§ Source records
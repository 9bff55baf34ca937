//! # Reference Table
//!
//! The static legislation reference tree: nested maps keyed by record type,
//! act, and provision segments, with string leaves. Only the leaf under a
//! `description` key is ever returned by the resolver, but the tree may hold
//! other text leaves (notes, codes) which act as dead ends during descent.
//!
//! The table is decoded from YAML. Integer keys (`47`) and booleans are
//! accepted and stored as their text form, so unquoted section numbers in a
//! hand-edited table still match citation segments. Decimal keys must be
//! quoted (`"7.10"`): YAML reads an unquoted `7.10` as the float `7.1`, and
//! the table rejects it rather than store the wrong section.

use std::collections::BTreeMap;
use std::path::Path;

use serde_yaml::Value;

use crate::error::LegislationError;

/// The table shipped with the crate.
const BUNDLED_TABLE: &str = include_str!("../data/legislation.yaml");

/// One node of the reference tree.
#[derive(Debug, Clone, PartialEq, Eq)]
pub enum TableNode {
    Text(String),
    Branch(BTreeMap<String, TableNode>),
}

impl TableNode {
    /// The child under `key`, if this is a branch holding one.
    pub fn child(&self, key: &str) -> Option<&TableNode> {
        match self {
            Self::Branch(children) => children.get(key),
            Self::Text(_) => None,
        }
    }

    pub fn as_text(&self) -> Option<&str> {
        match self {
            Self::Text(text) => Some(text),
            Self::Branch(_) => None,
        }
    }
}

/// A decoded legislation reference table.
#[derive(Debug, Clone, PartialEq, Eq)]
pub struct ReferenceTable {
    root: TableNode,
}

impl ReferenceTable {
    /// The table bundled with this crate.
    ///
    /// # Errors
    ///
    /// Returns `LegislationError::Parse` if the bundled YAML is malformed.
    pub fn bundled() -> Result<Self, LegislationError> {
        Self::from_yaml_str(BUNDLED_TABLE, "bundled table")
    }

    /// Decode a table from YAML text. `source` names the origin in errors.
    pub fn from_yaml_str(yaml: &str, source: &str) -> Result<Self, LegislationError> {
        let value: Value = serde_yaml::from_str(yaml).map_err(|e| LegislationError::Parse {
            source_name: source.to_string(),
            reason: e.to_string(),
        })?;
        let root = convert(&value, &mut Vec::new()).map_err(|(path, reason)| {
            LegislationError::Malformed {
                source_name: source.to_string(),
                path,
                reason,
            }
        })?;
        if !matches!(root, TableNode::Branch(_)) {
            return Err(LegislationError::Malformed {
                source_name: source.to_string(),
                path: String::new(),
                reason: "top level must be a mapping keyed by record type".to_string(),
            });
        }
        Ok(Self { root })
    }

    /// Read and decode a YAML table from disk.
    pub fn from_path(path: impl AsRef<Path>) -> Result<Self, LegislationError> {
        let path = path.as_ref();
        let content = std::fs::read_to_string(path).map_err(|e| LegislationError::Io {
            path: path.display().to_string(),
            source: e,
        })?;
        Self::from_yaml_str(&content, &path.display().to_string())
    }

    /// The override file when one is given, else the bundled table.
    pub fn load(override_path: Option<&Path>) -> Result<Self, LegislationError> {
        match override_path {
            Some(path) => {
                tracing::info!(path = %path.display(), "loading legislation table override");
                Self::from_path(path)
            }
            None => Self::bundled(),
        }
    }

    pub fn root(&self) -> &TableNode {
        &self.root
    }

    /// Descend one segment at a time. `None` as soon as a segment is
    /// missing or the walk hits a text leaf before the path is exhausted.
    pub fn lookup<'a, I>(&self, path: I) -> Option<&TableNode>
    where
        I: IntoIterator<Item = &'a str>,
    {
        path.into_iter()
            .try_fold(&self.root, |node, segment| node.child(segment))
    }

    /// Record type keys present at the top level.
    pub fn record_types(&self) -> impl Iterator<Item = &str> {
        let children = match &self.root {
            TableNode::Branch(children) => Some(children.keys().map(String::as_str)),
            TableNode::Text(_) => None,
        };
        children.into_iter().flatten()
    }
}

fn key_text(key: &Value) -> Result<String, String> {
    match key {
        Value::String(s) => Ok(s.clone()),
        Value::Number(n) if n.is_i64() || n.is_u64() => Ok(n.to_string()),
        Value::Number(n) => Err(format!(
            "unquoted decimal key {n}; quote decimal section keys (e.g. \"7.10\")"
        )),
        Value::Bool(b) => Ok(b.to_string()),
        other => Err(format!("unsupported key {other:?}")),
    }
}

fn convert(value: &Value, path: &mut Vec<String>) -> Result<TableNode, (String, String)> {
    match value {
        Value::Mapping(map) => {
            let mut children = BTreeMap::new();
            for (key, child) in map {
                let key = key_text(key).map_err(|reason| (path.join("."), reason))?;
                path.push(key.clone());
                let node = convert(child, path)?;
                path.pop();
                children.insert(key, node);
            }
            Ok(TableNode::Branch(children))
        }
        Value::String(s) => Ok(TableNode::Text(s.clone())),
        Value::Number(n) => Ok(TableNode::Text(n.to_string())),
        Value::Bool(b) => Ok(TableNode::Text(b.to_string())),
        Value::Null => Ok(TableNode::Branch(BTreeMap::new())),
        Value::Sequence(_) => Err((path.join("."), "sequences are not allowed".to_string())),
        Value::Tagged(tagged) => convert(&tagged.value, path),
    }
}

§ What needs to be done
Give every line of the material again, exactly as it reads.

§ Task result
repository 9bff55baf34ca937
//! # Reference Table
//!
//! The static legislation reference tree: nested maps keyed by record type,
//! act, and provision segments, with string leaves. Only the leaf under a
//! `description` key is ever returned by the resolver, but the tree may hold
//! other text leaves (notes, codes) which act as dead ends during descent.
//!
//! The table is decoded from YAML. Integer keys (`47`) and booleans are
//! accepted and stored as their text form, so unquoted section numbers in a
//! hand-edited table still match citation segments. Decimal keys must be
//! quoted (`"7.10"`): YAML reads an unquoted `7.10` as the float `7.1`, and
//! the table rejects it rather than store the wrong section.

use std::collections::BTreeMap;
use std::path::Path;

use serde_yaml::Value;

use crate::error::LegislationError;

/// The table shipped with the crate.
const BUNDLED_TABLE: &str = include_str!("../data/legislation.yaml");

/// One node of the reference tree.
#[derive(Debug, Clone, PartialEq, Eq)]
pub enum TableNode {
    Text(String),
    Branch(BTreeMap<String, TableNode>),
}

impl TableNode {
    /// The child under `key`, if this is a branch holding one.
    pub fn child(&self, key: &str) -> Option<&TableNode> {
        match self {
            Self::Branch(children) => children.get(key),
            Self::Text(_) => None,
        }
    }

    pub fn as_text(&self) -> Option<&str> {
        match self {
            Self::Text(text) => Some(text),
            Self::Branch(_) => None,
        }
    }
}

/// A decoded legislation reference table.
#[derive(Debug, Clone, PartialEq, Eq)]
pub struct ReferenceTable {
    root: TableNode,
}

impl ReferenceTable {
    /// The table bundled with this crate.
    ///
    /// # Errors
    ///
    /// Returns `LegislationError::Parse` if the bundled YAML is malformed.
    pub fn bundled() -> Result<Self, LegislationError> {
        Self::from_yaml_str(BUNDLED_TABLE, "bundled table")
    }

    /// Decode a table from YAML text. `source` names the origin in errors.
    pub fn from_yaml_str(yaml: &str, source: &str) -> Result<Self, LegislationError> {
        let value: Value = serde_yaml::from_str(yaml).map_err(|e| LegislationError::Parse {
            source_name: source.to_string(),
            reason: e.to_string(),
        })?;
        let root = convert(&value, &mut Vec::new()).map_err(|(path, reason)| {
            LegislationError::Malformed {
                source_name: source.to_string(),
                path,
                reason,
            }
        })?;
        if !matches!(root, TableNode::Branch(_)) {
            return Err(LegislationError::Malformed {
                source_name: source.to_string(),
                path: String::new(),
                reason: "top level must be a mapping keyed by record type".to_string(),
            });
        }
        Ok(Self { root })
    }

    /// Read and decode a YAML table from disk.
    pub fn from_path(path: impl AsRef<Path>) -> Result<Self, LegislationError> {
        let path = path.as_ref();
        let content = std::fs::read_to_string(path).map_err(|e| LegislationError::Io {
            path: path.display().to_string(),
            source: e,
        })?;
        Self::from_yaml_str(&content, &path.display().to_string())
    }

    /// The override file when one is given, else the bundled table.
    pub fn load(override_path: Option<&Path>) -> Result<Self, LegislationError> {
        match override_path {
            Some(path) => {
                tracing::info!(path = %path.display(), "loading legislation table override");
                Self::from_path(path)
            }
            None => Self::bundled(),
        }
    }

    pub fn root(&self) -> &TableNode {
        &self.root
    }

    /// Descend one segment at a time. `None` as soon as a segment is
    /// missing or the walk hits a text leaf before the path is exhausted.
    pub fn lookup<'a, I>(&self, path: I) -> Option<&TableNode>
    where
        I: IntoIterator<Item = &'a str>,
    {
        path.into_iter()
            .try_fold(&self.root, |node, segment| node.child(segment))
    }

    /// Record type keys present at the top level.
    pub fn record_types(&self) -> impl Iterator<Item = &str> {
        let children = match &self.root {
            TableNode::Branch(children) => Some(children.keys().map(String::as_str)),
            TableNode::Text(_) => None,
        };
        children.into_iter().flatten()
    }
}

fn key_text(key: &Value) -> Result<String, String> {
    match key {
        Value::String(s) => Ok(s.clone()),
        Value::Number(n) if n.is_i64() || n.is_u64() => Ok(n.to_string()),
        Value::Number(n) => Err(format!(
            "unquoted decimal key {n}; quote decimal section keys (e.g. \"7.10\")"
        )),
        Value::Bool(b) => Ok(b.to_string()),
        other => Err(format!("unsupported key {other:?}")),
    }
}

fn convert(value: &Value, path: &mut Vec<String>) -> Result<TableNode, (String, String)> {
    match value {
        Value::Mapping(map) => {
            let mut children = BTreeMap::new();
            for (key, child) in map {
                let key = key_text(key).map_err(|reason| (path.join("."), reason))?;
                path.push(key.clone());
                let node = convert(child, path)?;
                path.pop();
                children.insert(key, node);
            }
            Ok(TableNode::Branch(children))
        }
        Value::String(s) => Ok(TableNode::Text(s.clone())),
        Value::Number(n) => Ok(TableNode::Text(n.to_string())),
        Value::Bool(b) => Ok(TableNode::Text(b.to_string())),
        Value::Null => Ok(TableNode::Branch(BTreeMap::new())),
        Value::Sequence(_) => Err((path.join("."), "sequences are not allowed".to_string())),
        Value::Tagged(tagged) => convert(&tagged.value, path),
    }
}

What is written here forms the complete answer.